Multiple video clips from a bystander show Kenosha, Wis., police shooting Jacob Blake on Aug. 23. (The Washington Post)
Benjamin Crump, a civil rights attorney who has represented the families of many people shot and killed by police, said Monday that he had been retained by Blake’s family.
Crump said in a statement that Blake’s “three sons witnessed their father collapse after being riddled with bullets.” According to Crump, Blake was “simply trying to do the right thing by intervening in a domestic incident,” and he did not elaborate on what that entailed.
“It’s a miracle he’s still alive,” Crump said.
Police have not commented on what led to the shooting. Blake was taken by helicopter to Froedtert Hospital in Milwaukee, police said. Early Monday, TMJ4 reported that Blake’s brother said he is out of surgery and in intensive care.
The Wisconsin Department of Justice will investigate the shooting, officials said.
As footage of Blake’s shooting spread on social media, a crowd gathered at the intersection where he was shot. Tensions quickly rose as more police officers arrived wearing riot gear and several police cars were damaged. A video shows one police officer being hit with a brick and collapsing.
The group eventually moved away from the intersection. A live stream of a march through Kenosha showed hundreds eventually congregating and chanting outside the Kenosha County Public Safety Building after 10 p.m.
Shortly afterward, the city declared a state of emergency and instituted a curfew until 7 a.m. Monday. A public safety alert suggested that 24-hour businesses close “due to numerous armed robberies and shots fired calls.”
Police soon arrived with riot gear and armed with rubber bullets, and eventually sprayed tear gas at the crowd. Some protesters targeted garbage trucks that had been parked to block traffic, shattering the truck’s windows and setting them ablaze.
After midnight, the crowds moved toward the courthouse, and someone set a fire outside the building, the Milwaukee Journal Sentinel reported. Police put out the fire and launched more tear gas. Another live stream recorded people breaking into a nearby government building and shattering the glass doors and windows from the inside.
Just past 1 a.m., police requested that protesters leave the area, the Journal Sentinel reported, before firing more tear gas. About 20 minutes later, police formed a riot line and moved people out of the park.
After 2 a.m., someone set fire to a car outside a dealership. By 2:40 a.m., black smoke billowed toward the sky as car after car burst into flames. An hour later, the fire continued to spread, threatening to burn a church behind the dealership.
Video of Blake’s shooting ignited widespread outrage and inspired a smaller protest in Madison.

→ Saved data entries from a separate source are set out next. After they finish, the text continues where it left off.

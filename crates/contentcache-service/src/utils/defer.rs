/// Guard that runs a closure when dropped.
#[must_use = "the closure runs as soon as the guard is dropped"]
pub struct DeferGuard<F: FnOnce()>(Option<F>);

impl<F: FnOnce()> Drop for DeferGuard<F> {
    fn drop(&mut self) {
        if let Some(f) = self.0.take() {
            f()
        }
    }
}

/// Defers a closure, returning a `DeferGuard` that will
/// run it when dropped.
pub fn defer<F: FnOnce()>(f: F) -> DeferGuard<F> {
    DeferGuard(Some(f))
}

#[cfg(test)]
mod tests {
    use std::cell::Cell;

    use super::*;

    #[test]
    fn test_runs_on_drop() {
        let ran = Cell::new(false);
        {
            let _guard = defer(|| ran.set(true));
            assert!(!ran.get());
        }
        assert!(ran.get());
    }
}
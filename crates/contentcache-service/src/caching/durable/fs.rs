use std::fs::{self, File};
use std::io::{self, BufRead, BufReader, Read, Write};
use std::path::{Path, PathBuf};

use sha2::{Digest, Sha256};
use tempfile::NamedTempFile;

use crate::config::Config;

use super::{DurableStore, KeyScan};

/// Version of the on-disk layout, used as the top-level directory.
const LAYOUT_VERSION: u32 = 1;

/// Where records live, relative to the `cache_dir`.
const STORE_DIR: &str = "store";
/// Where records are written before they are moved into place, relative to the `cache_dir`.
const TMP_DIR: &str = "tmp";

/// A [`DurableStore`] keeping one file per key in a directory.
///
/// Files are addressed by the sha256 of their key, spread out over a couple of directory
/// levels: `v1/aa/bbccdd/eeff...`. As the key cannot be recovered from the hash, each file
/// starts with a header line holding the JSON-encoded key, followed by the raw record.
///
/// New records are written into a temporary file first and then atomically moved into place,
/// so readers never observe a partially written record.
#[derive(Debug)]
pub struct FsDurableStore {
    root: PathBuf,
    tmp_dir: PathBuf,
}

impl FsDurableStore {
    /// Opens the store at `root`, using `tmp_dir` for in-progress writes.
    ///
    /// Both directories are created if necessary and must be on the same filesystem. Other
    /// processes may use the same directories at the same time, so leftovers in `tmp_dir` are
    /// left alone here, see [`clear_tmp`].
    pub fn open(root: impl Into<PathBuf>, tmp_dir: impl Into<PathBuf>) -> io::Result<Self> {
        let root = root.into();
        let tmp_dir = tmp_dir.into();

        fs::create_dir_all(&tmp_dir)?;
        fs::create_dir_all(&root)?;

        Ok(Self { root, tmp_dir })
    }

    /// Opens the store configured by `config`, if a `cache_dir` is set.
    pub fn from_config(config: &Config) -> io::Result<Option<Self>> {
        match (config.cache_dir(STORE_DIR), config.cache_dir(TMP_DIR)) {
            (Some(root), Some(tmp_dir)) => Self::open(root, tmp_dir).map(Some),
            _ => Ok(None),
        }
    }

    pub fn root(&self) -> &Path {
        &self.root
    }

    fn record_path(&self, key: &str) -> PathBuf {
        self.root.join(hashed_path(key))
    }

    /// Create a new temporary file to write a record into.
    fn tempfile(&self) -> io::Result<NamedTempFile> {
        // A sweep may remove the directories we are operating in, hence the retries.
        const MAX_RETRIES: usize = 2;
        let mut retries = 0;
        loop {
            retries += 1;

            if let Err(e) = fs::create_dir_all(&self.tmp_dir) {
                tracing::error!(path = %self.tmp_dir.display(), "Failed to create tmp directory: {:?}", e);
                if retries > MAX_RETRIES {
                    return Err(e);
                }
                continue;
            }

            match tempfile::Builder::new()
                .prefix("tmp")
                .tempfile_in(&self.tmp_dir)
            {
                Ok(temp_file) => return Ok(temp_file),
                Err(e) => {
                    tracing::error!(path = %self.tmp_dir.display(), "Failed to create tmp file: {:?}", e);
                    if retries > MAX_RETRIES {
                        return Err(e);
                    }
                }
            }
        }
    }

    /// Removes now empty directories between `path` and the store root.
    fn prune_parents(&self, path: &Path) {
        for dir in path.ancestors().skip(1) {
            if dir == self.root || !dir.starts_with(&self.root) {
                break;
            }
            // fails for non-empty directories, which is where we stop
            if fs::remove_dir(dir).is_err() {
                break;
            }
        }
    }

    fn collect_keys(&self, directory: &Path, scan: &mut KeyScan) -> io::Result<()> {
        let Some(entries) = catch_not_found(|| fs::read_dir(directory))? else {
            return Ok(());
        };

        for entry in entries {
            let path = match entry {
                Ok(entry) => entry.path(),
                Err(e) => {
                    tracing::error!(path = %directory.display(), "Failed to list durable records: {:?}", e);
                    scan.failed += 1;
                    continue;
                }
            };

            if path.is_dir() {
                // One unreadable directory must not hide the records in all the others.
                if let Err(e) = self.collect_keys(&path, scan) {
                    tracing::error!(path = %path.display(), "Failed to list durable records: {:?}", e);
                    scan.failed += 1;
                }
                continue;
            }

            match catch_not_found(|| read_header(&path)) {
                Ok(Some(key)) => scan.keys.push(key),
                // removed concurrently
                Ok(None) => {}
                Err(e) if e.kind() == io::ErrorKind::InvalidData => {
                    // Without a readable header the record can never be addressed again.
                    tracing::warn!(path = %path.display(), "Removing durable record without key header");
                    if let Err(e) = catch_not_found(|| fs::remove_file(&path)) {
                        tracing::error!(path = %path.display(), "Failed to remove durable record: {:?}", e);
                    }
                }
                Err(e) => {
                    tracing::error!(path = %path.display(), "Failed to read durable record: {:?}", e);
                    scan.failed += 1;
                }
            }
        }
        Ok(())
    }
}

impl DurableStore for FsDurableStore {
    fn get(&self, key: &str) -> io::Result<Option<Vec<u8>>> {
        let path = self.record_path(key);
        let Some(mut file) = catch_not_found(|| File::open(&path))? else {
            return Ok(None);
        };
        let mut contents = Vec::new();
        file.read_to_end(&mut contents)?;

        let (stored_key, record) = split_header(&contents)?;
        if stored_key != key {
            // Different key with the same hash. Astronomically unlikely, but not our record.
            return Ok(None);
        }
        Ok(Some(record.to_vec()))
    }

    fn set(&self, key: &str, record: &[u8]) -> io::Result<()> {
        let path = self.record_path(key);
        let mut temp_file = self.tempfile()?;

        let header = serde_json::to_string(key).map_err(io::Error::other)?;
        temp_file.write_all(header.as_bytes())?;
        temp_file.write_all(b"\n")?;
        temp_file.write_all(record)?;
        temp_file.flush()?;

        tracing::trace!(key, path = %path.display(), "Writing durable record");
        persist_tempfile(temp_file, &path)?;
        Ok(())
    }

    fn remove(&self, key: &str) -> io::Result<()> {
        let path = self.record_path(key);
        if catch_not_found(|| fs::remove_file(&path))?.is_some() {
            self.prune_parents(&path);
        }
        Ok(())
    }

    fn remove_if(&self, key: &str, predicate: &dyn Fn(&[u8]) -> bool) -> io::Result<Option<bool>> {
        let path = self.record_path(key);

        // The record is moved out of place before it is inspected. A write that happens in
        // the meantime creates a new file at `path`, which is never touched below.
        let claimed = self.tempfile()?.into_temp_path();
        if catch_not_found(|| fs::rename(&path, &claimed))?.is_none() {
            return Ok(None);
        }

        let remove = match fs::read(&claimed) {
            Ok(contents) => match split_header(&contents) {
                Ok((stored_key, record)) => stored_key == key && predicate(record),
                // not addressable by any key
                Err(_) => true,
            },
            Err(e) => {
                restore_claimed(&claimed, &path)?;
                return Err(e);
            }
        };

        if remove {
            tracing::trace!(key, path = %path.display(), "Removing durable record");
            claimed.close()?;
            self.prune_parents(&path);
        } else {
            restore_claimed(&claimed, &path)?;
        }
        Ok(Some(remove))
    }

    fn keys(&self) -> io::Result<KeyScan> {
        let mut scan = KeyScan::default();
        self.collect_keys(&self.root, &mut scan)?;
        Ok(scan)
    }
}

/// Puts a record claimed by `remove_if` back in place, unless it has been replaced already.
fn restore_claimed(claimed: &Path, path: &Path) -> io::Result<()> {
    if let Some(parent) = path.parent() {
        fs::create_dir_all(parent)?;
    }
    match fs::hard_link(claimed, path) {
        // a newer record was written while this one was claimed
        Err(e) if e.kind() == io::ErrorKind::AlreadyExists => Ok(()),
        result => result,
    }
}

/// Clears the temporary directory of the configured `cache_dir`.
///
/// Removes files left over by a crashed process. Must only be called while no other process
/// writes into the same `cache_dir`.
pub fn clear_tmp(config: &Config) -> io::Result<()> {
    if let Some(ref tmp) = config.cache_dir(TMP_DIR) {
        if tmp.exists() {
            fs::remove_dir_all(tmp)?;
        }
        fs::create_dir_all(tmp)?;
    }
    Ok(())
}

/// Returns the relative path for a key.
///
/// The relative path is a sha-256 hash hex-formatted like so:
/// `v$version/aa/bbccdd/eeff...`
fn hashed_path(key: &str) -> String {
    let hash = Sha256::digest(key.as_bytes());
    format!(
        "v{LAYOUT_VERSION}/{}/{}/{}",
        hex::encode(&hash[..1]),
        hex::encode(&hash[1..4]),
        hex::encode(&hash[4..]),
    )
}

fn invalid_data(msg: &'static str) -> io::Error {
    io::Error::new(io::ErrorKind::InvalidData, msg)
}

/// Splits a record file into its key header and the record itself.
fn split_header(contents: &[u8]) -> io::Result<(String, &[u8])> {
    let newline = contents
        .iter()
        .position(|b| *b == b'\n')
        .ok_or_else(|| invalid_data("missing key header"))?;
    let key = serde_json::from_slice(&contents[..newline])
        .map_err(|_| invalid_data("malformed key header"))?;
    Ok((key, &contents[newline + 1..]))
}

/// Reads only the key header of a record file.
fn read_header(path: &Path) -> io::Result<String> {
    let mut line = String::new();
    BufReader::new(File::open(path)?).read_line(&mut line)?;
    if !line.ends_with('\n') {
        return Err(invalid_data("missing key header"));
    }
    serde_json::from_str(line.trim_end()).map_err(|_| invalid_data("malformed key header"))
}

fn persist_tempfile(mut temp_file: NamedTempFile, path: &Path) -> io::Result<File> {
    let parent = path
        .parent()
        .ok_or_else(|| io::Error::other("no parent directory to persist record"))?;

    // A concurrent removal may prune the parent directories, hence the retries.
    const MAX_RETRIES: usize = 2;
    let mut retries = 0;
    loop {
        retries += 1;

        if let Err(e) = fs::create_dir_all(parent) {
            tracing::error!(path = %parent.display(), "Failed to create record directory: {:?}", e);
            if retries > MAX_RETRIES {
                return Err(e);
            }
            continue;
        }

        match temp_file.persist(path) {
            Ok(file) => return Ok(file),
            Err(e) => {
                temp_file = e.file;
                tracing::error!(path = %path.display(), "Failed to persist record: {:?}", e.error);
                if retries > MAX_RETRIES {
                    return Err(e.error);
                }
            }
        }
    }
}

pub(crate) fn catch_not_found<F, R>(f: F) -> io::Result<Option<R>>
where
    F: FnOnce() -> io::Result<R>,
{
    match f() {
        Ok(x) => Ok(Some(x)),
        Err(e) => match e.kind() {
            io::ErrorKind::NotFound => Ok(None),
            _ => Err(e),
        },
    }
}
use std::fmt;
use std::future::Future;
use std::path::Path;
use std::sync::{Arc, Mutex, PoisonError};
use std::time::Duration;

use anyhow::Context;
use serde::Serialize;
use serde::de::DeserializeOwned;
use tokio::time::Instant;

use crate::config::{CacheConfig, Config};
use crate::utils::clock::{Clock, SystemClock};

use super::coordinator::Entry;
use super::sweeper::sweep;
use super::{
    CacheStore, DurableStore, ExpirySweeper, FsDurableStore, NetworkStatus, OnlineFlag,
    RefreshScheduler, RequestCoordinator, SweepStats,
};

/// Per-call switches for [`ContentCache::fetch_with_cache`].
#[derive(Debug, Clone, Copy, PartialEq, Eq)]
pub struct FetchOptions {
    /// Whether to consult the cache before fetching. The result is stored either way.
    pub use_cache: bool,
    /// Whether to skip the background refresh on a cache hit.
    pub skip_refresh: bool,
}

impl Default for FetchOptions {
    fn default() -> Self {
        Self {
            use_cache: true,
            skip_refresh: false,
        }
    }
}

impl FetchOptions {
    /// Bypasses the cache for reading, but still stores the fetched value.
    pub fn no_cache() -> Self {
        Self {
            use_cache: false,
            ..Self::default()
        }
    }

    /// Serves cache hits without refreshing them in the background.
    pub fn skip_refresh() -> Self {
        Self {
            skip_refresh: true,
            ..Self::default()
        }
    }
}

/// A content cache with request coalescing and stale-while-revalidate.
///
/// This ties together the [`CacheStore`], [`RequestCoordinator`], [`RefreshScheduler`] and
/// [`ExpirySweeper`]. It is meant to be created once at startup and shared, and torn down
/// with [`shutdown`](Self::shutdown).
pub struct ContentCache {
    store: Arc<CacheStore>,
    coordinator: RequestCoordinator,
    refresher: RefreshScheduler,
    sweeper: Mutex<Option<ExpirySweeper>>,
    default_ttl: Duration,
}

impl fmt::Debug for ContentCache {
    fn fmt(&self, f: &mut fmt::Formatter<'_>) -> fmt::Result {
        f.debug_struct("ContentCache")
            .field("store", &self.store)
            .field("coordinator", &self.coordinator)
            .field("refresher", &self.refresher)
            .field("default_ttl", &self.default_ttl)
            .finish()
    }
}

impl ContentCache {
    pub fn builder() -> ContentCacheBuilder {
        ContentCacheBuilder::default()
    }

    /// Creates the cache as configured and starts the expiry sweeper.
    ///
    /// Without a `cache_dir`, the durable tier is disabled. Must be called from within a
    /// tokio runtime.
    pub fn from_config(config: &Config) -> anyhow::Result<Self> {
        let mut builder = Self::builder().config(config.caches.clone()).sweeper(true);

        let durable = FsDurableStore::from_config(config).with_context(|| {
            let cache_dir = config.cache_dir.as_deref().unwrap_or(Path::new(""));
            format!("failed to open cache directory {}", cache_dir.display())
        })?;
        if let Some(durable) = durable {
            builder = builder.durable(Arc::new(durable));
        }

        Ok(builder.build())
    }

    pub fn store(&self) -> &Arc<CacheStore> {
        &self.store
    }

    pub fn network(&self) -> &Arc<dyn NetworkStatus> {
        self.refresher.network()
    }

    pub fn default_ttl(&self) -> Duration {
        self.default_ttl
    }

    /// Returns the cached value for `key`, or fetches it.
    ///
    /// On a cache hit, the cached value is returned right away, and unless
    /// [`skip_refresh`](FetchOptions::skip_refresh) is set, the entry is refreshed in the
    /// background. On a miss, `fetcher` is called and its value stored for `ttl`. Concurrent
    /// calls for the same key share a single fetch.
    ///
    /// Errors of `fetcher` are returned as is and nothing is cached. Errors of a background
    /// refresh are only logged.
    pub async fn fetch_with_cache<T, E, F, Fut>(
        &self,
        key: &str,
        ttl: Duration,
        fetcher: F,
        options: FetchOptions,
    ) -> Result<T, E>
    where
        T: Serialize + DeserializeOwned + Send + 'static,
        E: fmt::Display + Send + 'static,
        F: FnOnce() -> Fut + Send + 'static,
        Fut: Future<Output = Result<T, E>> + Send + 'static,
    {
        metric!(counter("caches.access") += 1);

        if options.use_cache {
            if let Some(value) = self.get(key) {
                if !options.skip_refresh {
                    self.refresher.maybe_refresh(key, ttl, move || fetch_value(fetcher));
                }
                return Ok(value);
            }
            metric!(counter("caches.miss") += 1);
        }

        let deadline = Instant::now() + self.coordinator.wait_timeout();
        loop {
            let budget = deadline.saturating_duration_since(Instant::now());
            match self.coordinator.enter(key, budget).await {
                Entry::Owner(guard) => {
                    // The value is stored before the guard releases any waiters.
                    let result = self.fetch_and_store(key, ttl, fetcher).await;
                    drop(guard);
                    return result;
                }
                Entry::Settled => {
                    metric!(counter("caches.coalesced") += 1);
                    if let Some(value) = self.get(key) {
                        return Ok(value);
                    }
                    // The other fetch failed, contend for the key ourselves.
                }
                Entry::TimedOut => {
                    metric!(counter("caches.wait_timeout") += 1);
                    tracing::debug!(key, "Timed out waiting for in-flight fetch");
                    return self.fetch_and_store(key, ttl, fetcher).await;
                }
            }
        }
    }

    /// Like [`fetch_with_cache`](Self::fetch_with_cache) with the default TTL and options.
    pub async fn fetch<T, E, F, Fut>(&self, key: &str, fetcher: F) -> Result<T, E>
    where
        T: Serialize + DeserializeOwned + Send + 'static,
        E: fmt::Display + Send + 'static,
        F: FnOnce() -> Fut + Send + 'static,
        Fut: Future<Output = Result<T, E>> + Send + 'static,
    {
        self.fetch_with_cache(key, self.default_ttl, fetcher, FetchOptions::default())
            .await
    }

    async fn fetch_and_store<T, E, F, Fut>(
        &self,
        key: &str,
        ttl: Duration,
        fetcher: F,
    ) -> Result<T, E>
    where
        T: Serialize,
        E: fmt::Display,
        F: FnOnce() -> Fut,
        Fut: Future<Output = Result<T, E>>,
    {
        metric!(counter("caches.fetch") += 1);
        let start = Instant::now();
        let result = fetcher().await;
        metric!(timer("caches.fetch.duration") = start.elapsed());

        let value = match result {
            Ok(value) => value,
            Err(err) => {
                metric!(counter("caches.fetch.error") += 1);
                tracing::debug!(key, error = %err, "Fetching cache entry failed");
                return Err(err);
            }
        };

        if let Err(err) = self.set(key, &value, ttl) {
            tracing::error!(
                error = &err as &dyn std::error::Error,
                key,
                "Failed to serialize fetched value"
            );
        }
        Ok(value)
    }

    /// Returns the valid cached value for `key`.
    ///
    /// A cached value that does not deserialize into `T` is treated as a miss.
    pub fn get<T: DeserializeOwned>(&self, key: &str) -> Option<T> {
        let value = self.store.get(key)?;
        match T::deserialize(value.as_ref()) {
            Ok(value) => Some(value),
            Err(err) => {
                tracing::warn!(
                    error = &err as &dyn std::error::Error,
                    key,
                    "Cached value has an unexpected shape"
                );
                None
            }
        }
    }

    /// Stores `value` under `key` for `ttl`.
    pub fn set<T: Serialize + ?Sized>(
        &self,
        key: &str,
        value: &T,
        ttl: Duration,
    ) -> Result<(), serde_json::Error> {
        let value = serde_json::to_value(value)?;
        self.store.set(key, Arc::new(value), ttl);
        Ok(())
    }

    pub fn invalidate(&self, key: &str) {
        self.store.delete(key);
    }

    /// Removes every entry whose key starts with `prefix`, returning how many were removed.
    pub fn invalidate_prefix(&self, prefix: &str) -> usize {
        self.store.delete_by_prefix(prefix)
    }

    pub fn clear(&self) {
        self.store.clear();
    }

    /// Removes all expired entries right away.
    pub async fn sweep_now(&self) -> SweepStats {
        sweep(Arc::clone(&self.store)).await
    }

    pub fn is_in_flight(&self, key: &str) -> bool {
        self.coordinator.is_in_flight(key)
    }

    /// Stops the expiry sweeper.
    ///
    /// The cache stays usable afterwards, expired entries are just no longer swept. Background
    /// refreshes that are already running complete on their own.
    pub fn shutdown(&self) {
        let sweeper = self
            .sweeper
            .lock()
            .unwrap_or_else(PoisonError::into_inner)
            .take();
        if let Some(mut sweeper) = sweeper {
            sweeper.shutdown();
        }
    }
}

/// Adapts a typed fetcher into one producing the JSON stored in the cache.
async fn fetch_value<T, E, F, Fut>(fetcher: F) -> Result<serde_json::Value, String>
where
    T: Serialize,
    E: fmt::Display,
    F: FnOnce() -> Fut,
    Fut: Future<Output = Result<T, E>>,
{
    let value = fetcher().await.map_err(|err| err.to_string())?;
    serde_json::to_value(value).map_err(|err| err.to_string())
}

/// Assembles a [`ContentCache`] from its parts.
#[derive(Debug, Default)]
pub struct ContentCacheBuilder {
    config: CacheConfig,
    durable: Option<Arc<dyn DurableStore>>,
    clock: Option<Arc<dyn Clock>>,
    network: Option<Arc<dyn NetworkStatus>>,
    sweeper: bool,
}

impl ContentCacheBuilder {
    pub fn config(mut self, config: CacheConfig) -> Self {
        self.config = config;
        self
    }

    /// Enables the durable tier.
    pub fn durable(mut self, durable: Arc<dyn DurableStore>) -> Self {
        self.durable = Some(durable);
        self
    }

    pub fn clock(mut self, clock: Arc<dyn Clock>) -> Self {
        self.clock = Some(clock);
        self
    }

    pub fn network(mut self, network: Arc<dyn NetworkStatus>) -> Self {
        self.network = Some(network);
        self
    }

    /// Whether to start the periodic expiry sweeper. Requires a tokio runtime when building.
    pub fn sweeper(mut self, enabled: bool) -> Self {
        self.sweeper = enabled;
        self
    }

    pub fn build(self) -> ContentCache {
        let Self {
            config,
            durable,
            clock,
            network,
            sweeper,
        } = self;

        let clock = clock.unwrap_or_else(|| Arc::new(SystemClock));
        let network = network.unwrap_or_else(|| Arc::new(OnlineFlag::default()));

        let store = Arc::new(CacheStore::new(durable, config.namespace, clock));
        let coordinator = RequestCoordinator::new(config.wait_timeout);
        let refresher = RefreshScheduler::new(
            Arc::clone(&store),
            coordinator.clone(),
            network,
            config.max_background_refreshes,
        );
        let sweeper =
            sweeper.then(|| ExpirySweeper::start(Arc::clone(&store), config.sweep_interval));

        tracing::debug!(
            durable = store.has_durable_tier(),
            sweeper = sweeper.is_some(),
            "Created content cache"
        );

        ContentCache {
            store,
            coordinator,
            refresher,
            sweeper: Mutex::new(sweeper),
            default_ttl: config.default_ttl,
        }
    }
}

Julián Castro, former San Antonio mayor and Democratic presidential candidate, questioned whether the police had considered “nonlethal methods.”
“Why didn’t officers physically restrain him? Or use their tasers? Or disable the vehicle?” Castro added.
Bernice King, the Rev. Martin Luther King Jr.’s daughter and the chief executive of the King Center, said on Twitter she was dismayed to see another video of a Black person being “brutalized and/or gunned down by police.”
“Anybody who doesn’t believe we are beyond a state of emergency is choosing to lack empathy and awareness,” King said.